His Holiness, the 14th Dalai Lama of Tibet, was scheduled to keynote the Parliament of the World's Religions, which will meet in Salt Lake City Oct. 15 to 19. He also was to speak on compassion and universal responsibility Oct. 18 at the University of Utah's Huntsman Center.
He has now canceled all U.S. events next month, according to a statement from the Office of Tibet in Washington, D.C., which read in part: "The Dalai Lama arrived in the United States earlier this week for a medical evaluation. Upon completion of the evaluation, the doctors have advised that His Holiness take complete rest. As a result, His Holiness will be returning to India next week and will not be able to visit the United States next month."

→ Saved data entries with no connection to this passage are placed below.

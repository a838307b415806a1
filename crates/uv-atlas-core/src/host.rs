//! Contracts between the atlas core and the application that owns the scene.
//!
//! [`SceneHost`] reaches into the scene graph, the geometry tools and the renderer.
//! [`AtlasPolicy`] answers the per-(object, material) questions that decide what gets
//! atlased and how.

use crate::channel::BakeChannel;
use crate::config::IslandMode;
use crate::layout::AtlasLayout;
use glam::DVec2;
use serde::{Deserialize, Serialize};
use std::fmt::Debug;
use std::hash::Hash;

/// Error reported by host code. Wrapped by the pipeline with stage context.
pub type HostError = Box<dyn std::error::Error + Send + Sync + 'static>;
pub type HostResult<T> = std::result::Result<T, HostError>;

/// One face of a mesh: the material slot it uses and one UV per loop.
#[derive(Debug, Clone, Serialize, Deserialize, PartialEq)]
pub struct Polygon {
    pub slot: usize,
    pub uvs: Vec<DVec2>,
}

impl Polygon {
    pub fn new(slot: usize, uvs: Vec<DVec2>) -> Self {
        Self { slot, uvs }
    }

    /// Mean of the loop UVs, or None for a polygon without loops.
    pub fn mean_uv(&self) -> Option<DVec2> {
        if self.uvs.is_empty() {
            return None;
        }
        Some(self.uvs.iter().copied().sum::<DVec2>() / self.uvs.len() as f64)
    }

    /// Unsigned area of the polygon in UV space (shoelace formula).
    pub fn uv_area(&self) -> f64 {
        let n = self.uvs.len();
        if n < 3 {
            return 0.0;
        }
        let twice: f64 = (0..n)
            .map(|i| {
                let a = self.uvs[i];
                let b = self.uvs[(i + 1) % n];
                a.perp_dot(b)
            })
            .sum();
        twice.abs() * 0.5
    }
}

/// One UV patch fed to island discovery. `polygon` is None for whole-surface patches.
#[derive(Debug, Clone, PartialEq)]
pub struct UvPatch {
    pub polygon: Option<usize>,
    pub points: Vec<DVec2>,
}

/// Splits polygons into UV patches for the given discovery mode.
///
/// With `sort_by_area`, per-polygon patches come largest first so big islands form early
/// and small polygons mostly fall into them.
pub fn uv_patches(polygons: &[Polygon], mode: IslandMode, sort_by_area: bool) -> Vec<UvPatch> {
    match mode {
        IslandMode::WholeObject => {
            let points: Vec<DVec2> = polygons.iter().flat_map(|p| p.uvs.iter().copied()).collect();
            vec![UvPatch {
                polygon: None,
                points,
            }]
        }
        IslandMode::PerPolygon => {
            let mut order: Vec<usize> = (0..polygons.len()).collect();
            if sort_by_area {
                let areas: Vec<f64> = polygons.iter().map(Polygon::uv_area).collect();
                order.sort_by(|&a, &b| areas[b].total_cmp(&areas[a]));
            }
            order
                .into_iter()
                .map(|i| UvPatch {
                    polygon: Some(i),
                    points: polygons[i].uvs.clone(),
                })
                .collect()
        }
    }
}

/// A single-material copy of an object's surface produced by isolation.
#[derive(Debug, Clone)]
pub struct IsolatedSurface<O, M, S> {
    pub object: O,
    pub material: M,
    pub surface: S,
}

/// Per-(object, material) decisions.
pub trait AtlasPolicy<O, M> {
    /// Material the pair is moved to on the atlas. None leaves the pair untouched.
    fn target_material(&self, object: &O, material: &M) -> Option<M>;

    fn island_mode(&self, _object: &O, _material: &M) -> IslandMode {
        IslandMode::PerPolygon
    }

    /// Island merge tolerance in material pixels. None uses the configured default.
    fn epsilon(&self, _object: &O, _material: &M) -> Option<f64> {
        None
    }

    /// Nominal pixel size of a material, used to bring UVs into pixel space.
    fn material_size(&self, material: &M) -> HostResult<Option<(f64, f64)>>;

    /// Extra scale applied to every island of the material on the atlas.
    fn priority_scale(&self, _material: &M) -> f64 {
        1.0
    }
}

/// Access to the host scene, geometry tools and renderer.
///
/// Calls are blocking. The pipeline holds the host mutably for a whole run.
pub trait SceneHost {
    type Object: Clone + Eq + Hash + Debug;
    type Material: Clone + Eq + Hash + Debug;
    type Surface;

    fn is_mesh_object(&self, object: &Self::Object) -> bool;

    /// Materials assigned to the object's slots; empty slots are None.
    fn material_slots(&self, object: &Self::Object) -> HostResult<Vec<Option<Self::Material>>>;

    /// Checks that a source material can be baked.
    fn validate_material(&self, _material: &Self::Material) -> HostResult<()> {
        Ok(())
    }

    /// Produces one single-material surface copy per (object, material) pair.
    fn isolate_by_material(
        &mut self,
        objects: &[Self::Object],
    ) -> HostResult<Vec<IsolatedSurface<Self::Object, Self::Material, Self::Surface>>>;

    fn surface_polygons(&self, surface: &Self::Surface) -> HostResult<Vec<Polygon>>;

    /// UV patches of an isolated surface, one per polygon or one for the whole surface.
    fn iterate_uv_patches<'a>(
        &'a self,
        surface: &'a Self::Surface,
        mode: IslandMode,
        sort_by_area: bool,
    ) -> HostResult<Box<dyn Iterator<Item = UvPatch> + 'a>> {
        let polygons = self.surface_polygons(surface)?;
        Ok(Box::new(uv_patches(&polygons, mode, sort_by_area).into_iter()))
    }

    /// Disposes surface copies made by `isolate_by_material`.
    fn release_surfaces(&mut self, surfaces: Vec<Self::Surface>) -> HostResult<()>;

    fn object_polygons(&self, object: &Self::Object) -> HostResult<Vec<Polygon>>;

    fn before_bake(
        &mut self,
        _layout: &AtlasLayout<Self::Material>,
        _channel: &BakeChannel,
    ) -> HostResult<()> {
        Ok(())
    }

    /// Renders one channel of every source material into the packed layout.
    fn render_channel(
        &mut self,
        layout: &AtlasLayout<Self::Material>,
        channel: &BakeChannel,
    ) -> HostResult<()>;

    fn after_bake(
        &mut self,
        _layout: &AtlasLayout<Self::Material>,
        _channel: &BakeChannel,
    ) -> HostResult<()> {
        Ok(())
    }

    /// Stores remapped polygons and the new slot materials back on the object.
    fn write_back(
        &mut self,
        object: &Self::Object,
        polygons: Vec<Polygon>,
        slots: Vec<Option<Self::Material>>,
    ) -> HostResult<()>;
}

The nature of his ailment was not released, but the Tibetan leader and Nobel Peace Prize winner had just celebrated his 80th birthday July 6.

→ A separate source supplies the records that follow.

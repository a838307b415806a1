use crate::error::{AtlasError, Result};
use crate::model::Rect;
use glam::DVec2;
use serde::{Deserialize, Serialize};

const MATCH_ULPS: f64 = 16.0;

/// Mapping of one island from its material's UV space onto the atlas.
///
/// `origin` is the tight island box and `padded` the same box grown by the padding,
/// both normalized by the material size. `packed` is the destination on the atlas,
/// normalized by the atlas side once packing is done.
#[derive(Debug, Clone, Serialize, Deserialize, PartialEq)]
pub struct UvTransform<M> {
    pub material: M,
    pub origin: Rect,
    pub padded: Rect,
    pub packed: Rect,
}

impl<M> UvTransform<M> {
    pub fn new(material: M, origin: Rect, padded: Rect, packed: Rect) -> Self {
        Self {
            material,
            origin,
            padded,
            packed,
        }
    }

    /// Builds a transform from island bounds given in the material's pixel space.
    ///
    /// `packed` starts as the padded pixel box in atlas units, multiplied by `scale`;
    /// only its size matters until the packer assigns a position.
    pub fn from_island_bounds(
        material: M,
        min: DVec2,
        max: DVec2,
        material_size: DVec2,
        padding: f64,
        atlas_size: DVec2,
        scale: f64,
    ) -> Result<Self> {
        if !(min.is_finite() && max.is_finite()) || min.x > max.x || min.y > max.y {
            return Err(AtlasError::InvalidIsland(format!(
                "bounds {min}..{max} are not a valid box"
            )));
        }
        if !(material_size.is_finite() && material_size.x > 0.0 && material_size.y > 0.0) {
            return Err(AtlasError::InvalidIsland(format!(
                "material size {material_size} must be positive"
            )));
        }
        if !(atlas_size.is_finite() && atlas_size.x > 0.0 && atlas_size.y > 0.0) {
            return Err(AtlasError::InvalidIsland(format!(
                "atlas size {atlas_size} must be positive"
            )));
        }
        if !scale.is_finite() || scale <= 0.0 {
            return Err(AtlasError::InvalidIsland(format!(
                "scale {scale} must be positive"
            )));
        }
        let tight = Rect::from_min_max(min, max);
        let padded_px = tight.expand(padding);
        Ok(Self {
            material,
            origin: tight.div(material_size),
            padded: padded_px.div(material_size),
            packed: padded_px.div(atlas_size).scale(scale),
        })
    }

    pub fn material(&self) -> &M {
        &self.material
    }

    pub fn set_packed(&mut self, packed: Rect) {
        self.packed = packed;
    }

    /// Inclusive test of `point` against `origin` with a per-axis tolerance.
    ///
    /// The tolerance is widened by a few ulps of the compared coordinates, since `origin`
    /// went through pixel space and a polygon mean is rounded on its own.
    pub fn is_match(&self, point: DVec2, eps_x: f64, eps_y: f64) -> bool {
        let magnitude = point
            .abs()
            .max(self.origin.min().abs())
            .max(self.origin.max().abs())
            .max(DVec2::ONE);
        let slack = magnitude * (MATCH_ULPS * f64::EPSILON);
        self.origin.contains_point(point, DVec2::new(eps_x, eps_y) + slack)
    }

    /// Maps a UV point from the padded box onto the packed box. Points outside
    /// `padded` extrapolate linearly.
    pub fn apply(&self, point: DVec2) -> DVec2 {
        self.packed.from_local(self.padded.to_local(point))
    }

    /// `(padded corner, packed corner)` pairs: left-bottom, right-bottom, right-top, left-top.
    pub fn corners(&self) -> [(DVec2, DVec2); 4] {
        let from = self.padded.corners();
        let to = self.packed.corners();
        [
            (from[0], to[0]),
            (from[1], to[1]),
            (from[2], to[2]),
            (from[3], to[3]),
        ]
    }
}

It would have been the second visit to the U. for the faith leader, who first came in 2001.
U. spokeswoman Maria O'Mara said that as of yet, the event has not been rescheduled. More information will be sent to ticket holders as it becomes available.
"The university community and the Utah Tibet Foundation," she added, "wish the Dalai Lama a speedy recovery."
Susan Soleil, the Parliament's Salt Lake City coordinator, also expressed concern for the iconic Tibetan leader's health, saying the group offers "heartfelt prayer for his improved care and comfort."
It hasn't yet settled on a replacement for the Dalai Lama, Soleil said, but the Parliament "remains in communication with his team about alternative options to his scheduled appearance with us."
The Dalai Lama once blessed Jerry Gardner, resident teacher at Salt Lake City's Urgyen Samten Ling Gonpa Temple, which practices Tibetan Buddhism and houses a throne the Tibetan leader sat on when he was in Utah previously.
"We should be joyous that he is not going to come," said Gardner, who now has earned the title Lama Thupten Dorje Gyaltsen Rinpoche. "The world is so constantly pulling at his robes. How can he not become tattered by our own grasping?"
Those who love the Dalai Lama should have the same compassion he shows for others, he said, knowing the spiritual leader's actions are "in the best interest of maintaining his health so his activities may continue."
Chagzoetsang said she has been "overwhelmed with gratitude" at the compassionate reaction of Tibetans and their supporters to Friday's news. Many of them donated tons of time, money and labor to remake a warehouse 2950 S. 135 West into a new Tibetan community center in Salt Lake City as a showcase of their faith. They hoped he would visit and bless it.
Yet no one has expressed anger at missing out on the experience or the cost of lost tickets, she said. "None of that matters to them. All they care about is his health and pray for a speedy recover."
Tibetans consider the Dalai Lama "a living god," Chagzoetsang said, "but he still is in a human body and he can get sick and tired. Finally, it took a toll on him."
Buddhists believe change is part of life, she said. "We can always welcome him back another time."